[[ DATA LISTING, beginning ]]

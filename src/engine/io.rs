//! WAV file I/O for the block pipeline
//!
//! Streams interleaved stereo frames from and to WAV files without loading
//! the whole file. Integer samples are normalized to [-1, 1) on read and
//! scaled back and clamped on write; 32-bit float passes through.
//!
//! Handles close on drop. A `WavSink` dropped without `finish` is still
//! finalized by hound, which leaves a playable (partial) file behind.

use std::fs::File;
use std::io::{self, BufReader, BufWriter};
use std::path::Path;

use hound::{SampleFormat, WavReader, WavSpec, WavWriter};

use super::pipeline::{FrameSink, FrameSource};
use crate::dsp::STEREO;
use crate::error::{FilterError, Result};

/// Sample encoding of a WAV stream
#[derive(Debug, Clone, Copy, PartialEq, Eq)]
pub enum SampleEncoding {
    Int8,
    Int16,
    Int24,
    Int32,
    Float32,
}

impl SampleEncoding {
    fn from_spec(spec: &WavSpec) -> Result<Self> {
        match (spec.sample_format, spec.bits_per_sample) {
            (SampleFormat::Int, 8) => Ok(SampleEncoding::Int8),
            (SampleFormat::Int, 16) => Ok(SampleEncoding::Int16),
            (SampleFormat::Int, 24) => Ok(SampleEncoding::Int24),
            (SampleFormat::Int, 32) => Ok(SampleEncoding::Int32),
            (SampleFormat::Float, 32) => Ok(SampleEncoding::Float32),
            (format, bits) => Err(FilterError::UnsupportedFormat {
                format: format!("{}-bit {:?} samples", bits, format),
            }),
        }
    }

    pub fn bits_per_sample(self) -> u16 {
        match self {
            SampleEncoding::Int8 => 8,
            SampleEncoding::Int16 => 16,
            SampleEncoding::Int24 => 24,
            SampleEncoding::Int32 | SampleEncoding::Float32 => 32,
        }
    }

    pub fn sample_format(self) -> SampleFormat {
        match self {
            SampleEncoding::Float32 => SampleFormat::Float,
            _ => SampleFormat::Int,
        }
    }

    /// Short description for format reports ("16 bit", "floats")
    pub fn description(self) -> &'static str {
        match self {
            SampleEncoding::Int8 => "8 bit",
            SampleEncoding::Int16 => "16 bit",
            SampleEncoding::Int24 => "24 bit",
            SampleEncoding::Int32 => "32 bit",
            SampleEncoding::Float32 => "floats",
        }
    }

    /// Integer full scale, 2^(bits - 1)
    fn full_scale(self) -> f64 {
        f64::from(1u32 << (self.bits_per_sample() - 1))
    }
}

/// Properties of an audio stream
#[derive(Debug, Clone, Copy, PartialEq, Eq)]
pub struct StreamProperties {
    /// Sample rate in Hz
    pub sample_rate: u32,
    pub channels: u16,
    pub encoding: SampleEncoding,
}

impl StreamProperties {
    /// Stereo stream properties
    pub fn stereo(sample_rate: u32, encoding: SampleEncoding) -> Self {
        Self {
            sample_rate,
            channels: STEREO as u16,
            encoding,
        }
    }

    fn from_spec(spec: &WavSpec) -> Result<Self> {
        Ok(Self {
            sample_rate: spec.sample_rate,
            channels: spec.channels,
            encoding: SampleEncoding::from_spec(spec)?,
        })
    }

    fn wav_spec(&self) -> WavSpec {
        WavSpec {
            channels: self.channels,
            sample_rate: self.sample_rate,
            bits_per_sample: self.encoding.bits_per_sample(),
            sample_format: self.encoding.sample_format(),
        }
    }

    fn require_stereo(&self) -> Result<()> {
        if self.channels as usize != STEREO {
            return Err(FilterError::UnsupportedFormat {
                format: format!("{}-channel audio (only stereo supported)", self.channels),
            });
        }
        Ok(())
    }
}

/// Summary of a WAV file, for format reports
#[derive(Debug, Clone, Copy, PartialEq)]
pub struct AudioInfo {
    pub properties: StreamProperties,
    /// Length in frames
    pub frames: u32,
}

impl AudioInfo {
    pub fn duration_secs(&self) -> f64 {
        f64::from(self.frames) / f64::from(self.properties.sample_rate)
    }
}

/// Read the header of a WAV file of any channel count
pub fn probe(path: &Path) -> Result<AudioInfo> {
    let reader = open_reader(path)?;
    Ok(AudioInfo {
        properties: StreamProperties::from_spec(&reader.spec())?,
        frames: reader.duration(),
    })
}

fn open_reader(path: &Path) -> Result<WavReader<BufReader<File>>> {
    WavReader::open(path).map_err(|e| FilterError::FileOpen {
        path: path.display().to_string(),
        source: Some(Box::new(e)),
    })
}

fn to_io(err: hound::Error) -> io::Error {
    match err {
        hound::Error::IoError(e) => e,
        other => io::Error::new(io::ErrorKind::InvalidData, other),
    }
}

// ============================================================================
// Source
// ============================================================================

/// Stereo WAV file read block by block
pub struct WavSource {
    reader: WavReader<BufReader<File>>,
    properties: StreamProperties,
}

impl WavSource {
    /// Open a stereo WAV file for reading
    ///
    /// # Errors
    /// * `FileOpen` - the file is missing or not a readable WAV file
    /// * `UnsupportedFormat` - not stereo, or an unsupported bit depth
    pub fn open(path: &Path) -> Result<Self> {
        let reader = open_reader(path)?;
        let properties = StreamProperties::from_spec(&reader.spec())?;
        properties.require_stereo()?;

        Ok(Self { reader, properties })
    }

    pub fn properties(&self) -> StreamProperties {
        self.properties
    }

    /// Total length of the file in frames
    pub fn frames_total(&self) -> u32 {
        self.reader.duration()
    }

    fn fill<S: hound::Sample>(&mut self, buf: &mut [f32], convert: impl Fn(S) -> f32) -> io::Result<usize> {
        let mut filled = 0;
        // `buf` is polled first, so no sample is consumed past its end
        for (slot, sample) in buf.iter_mut().zip(self.reader.samples::<S>()) {
            *slot = convert(sample.map_err(to_io)?);
            filled += 1;
        }
        Ok(filled)
    }
}

impl FrameSource for WavSource {
    fn read_frames(&mut self, buf: &mut [f32]) -> io::Result<usize> {
        let scale = self.properties.encoding.full_scale();
        let samples = match self.properties.encoding {
            SampleEncoding::Float32 => self.fill::<f32>(buf, |s| s)?,
            SampleEncoding::Int8 => self.fill::<i8>(buf, |s| (f64::from(s) / scale) as f32)?,
            SampleEncoding::Int16 => self.fill::<i16>(buf, |s| (f64::from(s) / scale) as f32)?,
            SampleEncoding::Int24 | SampleEncoding::Int32 => {
                self.fill::<i32>(buf, |s| (f64::from(s) / scale) as f32)?
            }
        };
        Ok(samples / STEREO)
    }
}

// ============================================================================
// Sink
// ============================================================================

/// Stereo WAV file written block by block
pub struct WavSink {
    writer: WavWriter<BufWriter<File>>,
    properties: StreamProperties,
    frames_written: u64,
}

impl WavSink {
    /// Create a WAV file with the given properties (usually the input's)
    pub fn create(path: &Path, properties: StreamProperties) -> Result<Self> {
        properties.require_stereo()?;

        let writer =
            WavWriter::create(path, properties.wav_spec()).map_err(|e| FilterError::FileCreate {
                path: path.display().to_string(),
                source: Some(Box::new(e)),
            })?;

        Ok(Self {
            writer,
            properties,
            frames_written: 0,
        })
    }

    pub fn properties(&self) -> StreamProperties {
        self.properties
    }

    pub fn frames_written(&self) -> u64 {
        self.frames_written
    }

    /// Flush and update the header, returning the frames written
    pub fn finish(self) -> Result<u64> {
        let frames = self.frames_written;
        self.writer.finalize().map_err(|e| FilterError::Write {
            frames_processed: frames,
            requested: 0,
            written: 0,
            source: Some(Box::new(e)),
        })?;
        Ok(frames)
    }

    fn put<S: hound::Sample>(&mut self, samples: &[f32], convert: impl Fn(f32) -> S) -> io::Result<()> {
        for &sample in samples {
            self.writer.write_sample(convert(sample)).map_err(to_io)?;
        }
        Ok(())
    }
}

impl FrameSink for WavSink {
    fn write_frames(&mut self, buf: &[f32]) -> io::Result<usize> {
        let frames = buf.len() / STEREO;
        let samples = &buf[..frames * STEREO];

        let scale = self.properties.encoding.full_scale();
        let quantize = move |s: f32| (f64::from(s) * scale).round().clamp(-scale, scale - 1.0);

        match self.properties.encoding {
            SampleEncoding::Float32 => self.put(samples, |s| s)?,
            SampleEncoding::Int8 => self.put(samples, |s| quantize(s) as i8)?,
            SampleEncoding::Int16 => self.put(samples, |s| quantize(s) as i16)?,
            SampleEncoding::Int24 | SampleEncoding::Int32 => {
                self.put(samples, |s| quantize(s) as i32)?
            }
        }

        self.frames_written += frames as u64;
        Ok(frames)
    }
}

#[cfg(test)]
mod tests {
    use super::*;
    use approx::assert_abs_diff_eq;
    use tempfile::tempdir;
    use test_case::test_case;

    fn ramp(frames: usize) -> Vec<f32> {
        (0..frames * STEREO)
            .map(|i| (i as f32 / (frames * STEREO) as f32) * 1.5 - 0.75)
            .collect()
    }

    fn read_all(source: &mut WavSource, block_frames: usize) -> Vec<f32> {
        let mut all = Vec::new();
        let mut buf = vec![0.0; block_frames * STEREO];
        loop {
            let frames = source.read_frames(&mut buf).unwrap();
            if frames == 0 {
                break;
            }
            all.extend_from_slice(&buf[..frames * STEREO]);
        }
        all
    }

    #[test_case(SampleEncoding::Int8, 1.0 / 64.0 ; "8 bit")]
    #[test_case(SampleEncoding::Int16, 1e-4 ; "16 bit")]
    #[test_case(SampleEncoding::Int24, 1e-6 ; "24 bit")]
    #[test_case(SampleEncoding::Int32, 1e-7 ; "32 bit int")]
    #[test_case(SampleEncoding::Float32, 0.0 ; "float")]
    fn test_write_then_read_blocks(encoding: SampleEncoding, tolerance: f32) {
        let dir = tempdir().unwrap();
        let path = dir.path().join("ramp.wav");
        let original = ramp(1000);

        let mut sink = WavSink::create(&path, StreamProperties::stereo(44100, encoding)).unwrap();
        for block in original.chunks(300 * STEREO) {
            assert_eq!(sink.write_frames(block).unwrap(), block.len() / STEREO);
        }
        assert_eq!(sink.finish().unwrap(), 1000);

        let mut source = WavSource::open(&path).unwrap();
        assert_eq!(source.properties().encoding, encoding);
        assert_eq!(source.properties().sample_rate, 44100);
        assert_eq!(source.frames_total(), 1000);

        let read = read_all(&mut source, 128);
        assert_eq!(read.len(), original.len());
        for (a, b) in original.iter().zip(read.iter()) {
            assert_abs_diff_eq!(*a, *b, epsilon = tolerance);
        }
    }

    #[test]
    fn test_integer_write_clamps() {
        let dir = tempdir().unwrap();
        let path = dir.path().join("hot.wav");

        let mut sink =
            WavSink::create(&path, StreamProperties::stereo(48000, SampleEncoding::Int16)).unwrap();
        sink.write_frames(&[4.0, -4.0]).unwrap();
        sink.finish().unwrap();

        let mut source = WavSource::open(&path).unwrap();
        let mut buf = [0.0; 2];
        assert_eq!(source.read_frames(&mut buf).unwrap(), 1);
        assert_abs_diff_eq!(buf[0], 32767.0 / 32768.0);
        assert_eq!(buf[1], -1.0);
    }

    #[test]
    fn test_open_missing_file() {
        match WavSource::open(Path::new("/nonexistent/path/audio.wav")) {
            Err(FilterError::FileOpen { path, .. }) => assert!(path.contains("nonexistent")),
            other => panic!("Expected FileOpen error, got: {:?}", other.err()),
        }
    }

    #[test]
    fn test_open_rejects_non_wav() {
        let dir = tempdir().unwrap();
        let path = dir.path().join("notes.wav");
        std::fs::write(&path, b"definitely not RIFF data").unwrap();

        let err = WavSource::open(&path).err().unwrap();
        assert_eq!(err.error_code(), "FILE_OPEN_ERROR");
    }

    #[test]
    fn test_open_rejects_mono() {
        let dir = tempdir().unwrap();
        let path = dir.path().join("mono.wav");
        let spec = WavSpec {
            channels: 1,
            sample_rate: 44100,
            bits_per_sample: 16,
            sample_format: SampleFormat::Int,
        };
        let mut writer = WavWriter::create(&path, spec).unwrap();
        writer.write_sample(0i16).unwrap();
        writer.finalize().unwrap();

        let err = WavSource::open(&path).err().unwrap();
        assert!(matches!(err, FilterError::UnsupportedFormat { .. }));

        // Probing still reports the file
        let info = probe(&path).unwrap();
        assert_eq!(info.properties.channels, 1);
        assert_eq!(info.properties.encoding.description(), "16 bit");
        assert_eq!(info.frames, 1);
    }

    #[test]
    fn test_create_in_missing_directory() {
        let err = WavSink::create(
            Path::new("/nonexistent/dir/out.wav"),
            StreamProperties::stereo(44100, SampleEncoding::Int16),
        )
        .err()
        .unwrap();
        assert_eq!(err.error_code(), "FILE_CREATE_ERROR");
    }

    #[test]
    fn test_encoding_descriptions() {
        assert_eq!(SampleEncoding::Int24.description(), "24 bit");
        assert_eq!(SampleEncoding::Float32.description(), "floats");
        assert_eq!(SampleEncoding::Float32.bits_per_sample(), 32);
    }
}
//! Filter topology selection
//!
//! Six second-order topologies, selectable by name or by index.

use crate::error::{FilterError, Result};
use serde::{Deserialize, Serialize};
use std::fmt;
use std::str::FromStr;

/// Filter topology for a run
#[derive(Debug, Clone, Copy, PartialEq, Eq, Hash, Serialize, Deserialize)]
#[serde(rename_all = "snake_case")]
pub enum FilterTopology {
    /// Two-pole resonator with gain normalization
    Resonator,
    /// Resonator with a zero at z = r (direct form II)
    BandPassResonator,
    /// Butterworth low-pass
    ButterworthLowPass,
    /// Butterworth high-pass
    ButterworthHighPass,
    /// Butterworth band-pass
    ButterworthBandPass,
    /// Butterworth band-reject
    ButterworthBandReject,
}

impl FilterTopology {
    /// All topologies, in index order
    pub const ALL: [FilterTopology; 6] = [
        FilterTopology::Resonator,
        FilterTopology::BandPassResonator,
        FilterTopology::ButterworthLowPass,
        FilterTopology::ButterworthHighPass,
        FilterTopology::ButterworthBandPass,
        FilterTopology::ButterworthBandReject,
    ];

    /// Selection index (0-5)
    pub fn index(self) -> usize {
        match self {
            FilterTopology::Resonator => 0,
            FilterTopology::BandPassResonator => 1,
            FilterTopology::ButterworthLowPass => 2,
            FilterTopology::ButterworthHighPass => 3,
            FilterTopology::ButterworthBandPass => 4,
            FilterTopology::ButterworthBandReject => 5,
        }
    }

    /// Look up a topology by selection index
    pub fn from_index(index: usize) -> Option<Self> {
        Self::ALL.get(index).copied()
    }

    /// Canonical name, as accepted on the command line
    pub fn name(self) -> &'static str {
        match self {
            FilterTopology::Resonator => "resonator",
            FilterTopology::BandPassResonator => "band_pass_resonator",
            FilterTopology::ButterworthLowPass => "butterworth_low_pass",
            FilterTopology::ButterworthHighPass => "butterworth_high_pass",
            FilterTopology::ButterworthBandPass => "butterworth_band_pass",
            FilterTopology::ButterworthBandReject => "butterworth_band_reject",
        }
    }

    /// Short alias
    fn alias(self) -> &'static str {
        match self {
            FilterTopology::Resonator => "reson",
            FilterTopology::BandPassResonator => "bpreson",
            FilterTopology::ButterworthLowPass => "lp",
            FilterTopology::ButterworthHighPass => "hp",
            FilterTopology::ButterworthBandPass => "bp",
            FilterTopology::ButterworthBandReject => "br",
        }
    }

    /// Human-readable name
    pub fn display_name(self) -> &'static str {
        match self {
            FilterTopology::Resonator => "Resonator",
            FilterTopology::BandPassResonator => "Band Pass Resonator",
            FilterTopology::ButterworthLowPass => "Butterworth low pass",
            FilterTopology::ButterworthHighPass => "Butterworth high pass",
            FilterTopology::ButterworthBandPass => "Butterworth band pass",
            FilterTopology::ButterworthBandReject => "Butterworth band reject",
        }
    }

    /// Whether the topology needs a bandwidth in addition to the frequency
    pub fn requires_bandwidth(self) -> bool {
        !matches!(
            self,
            FilterTopology::ButterworthLowPass | FilterTopology::ButterworthHighPass
        )
    }

    /// Whether the topology uses direct-form (Butterworth) coefficients
    pub fn is_direct_form(self) -> bool {
        matches!(
            self,
            FilterTopology::ButterworthLowPass
                | FilterTopology::ButterworthHighPass
                | FilterTopology::ButterworthBandPass
                | FilterTopology::ButterworthBandReject
        )
    }

    /// High-pass and band-reject coefficients are known to misbehave.
    ///
    /// The formulas are kept as documented; callers are warned instead.
    pub fn is_suspect(self) -> bool {
        matches!(
            self,
            FilterTopology::ButterworthHighPass | FilterTopology::ButterworthBandReject
        )
    }

    /// Names of the parameters the topology requires
    pub fn required_parameters(self) -> &'static [&'static str] {
        if self.requires_bandwidth() {
            &["frequency", "bandwidth"]
        } else {
            &["frequency"]
        }
    }
}

impl fmt::Display for FilterTopology {
    fn fmt(&self, f: &mut fmt::Formatter<'_>) -> fmt::Result {
        f.write_str(self.name())
    }
}

impl FromStr for FilterTopology {
    type Err = FilterError;

    /// Accepts an index, the canonical name, a kebab-case name or a short alias
    fn from_str(s: &str) -> Result<Self> {
        let key = s.trim().to_ascii_lowercase().replace('-', "_");

        if let Ok(index) = key.parse::<usize>() {
            return Self::from_index(index)
                .ok_or_else(|| FilterError::UnknownTopology { name: s.to_string() });
        }

        Self::ALL
            .iter()
            .copied()
            .find(|t| t.name() == key || t.alias() == key)
            .ok_or_else(|| FilterError::UnknownTopology { name: s.to_string() })
    }
}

[[ DATA LISTING, end ]]

■ **PROBLEM**
Output, exactly and in full, the lines from the start of the entries above through the line that contains "(SampleFormat::Int, 24) =>".

■ **WRITTEN SOLUTION**
filename src/engine/io.rs
//! WAV file I/O for the block pipeline
//!
//! Streams interleaved stereo frames from and to WAV files without loading
//! the whole file. Integer samples are normalized to [-1, 1) on read and
//! scaled back and clamped on write; 32-bit float passes through.
//!
//! Handles close on drop. A `WavSink` dropped without `finish` is still
//! finalized by hound, which leaves a playable (partial) file behind.

use std::fs::File;
use std::io::{self, BufReader, BufWriter};
use std::path::Path;

use hound::{SampleFormat, WavReader, WavSpec, WavWriter};

use super::pipeline::{FrameSink, FrameSource};
use crate::dsp::STEREO;
use crate::error::{FilterError, Result};

/// Sample encoding of a WAV stream
#[derive(Debug, Clone, Copy, PartialEq, Eq)]
pub enum SampleEncoding {
    Int8,
    Int16,
    Int24,
    Int32,
    Float32,
}

impl SampleEncoding {
    fn from_spec(spec: &WavSpec) -> Result<Self> {
        match (spec.sample_format, spec.bits_per_sample) {
            (SampleFormat::Int, 8) => Ok(SampleEncoding::Int8),
            (SampleFormat::Int, 16) => Ok(SampleEncoding::Int16),
            (SampleFormat::Int, 24) => Ok(SampleEncoding::Int24),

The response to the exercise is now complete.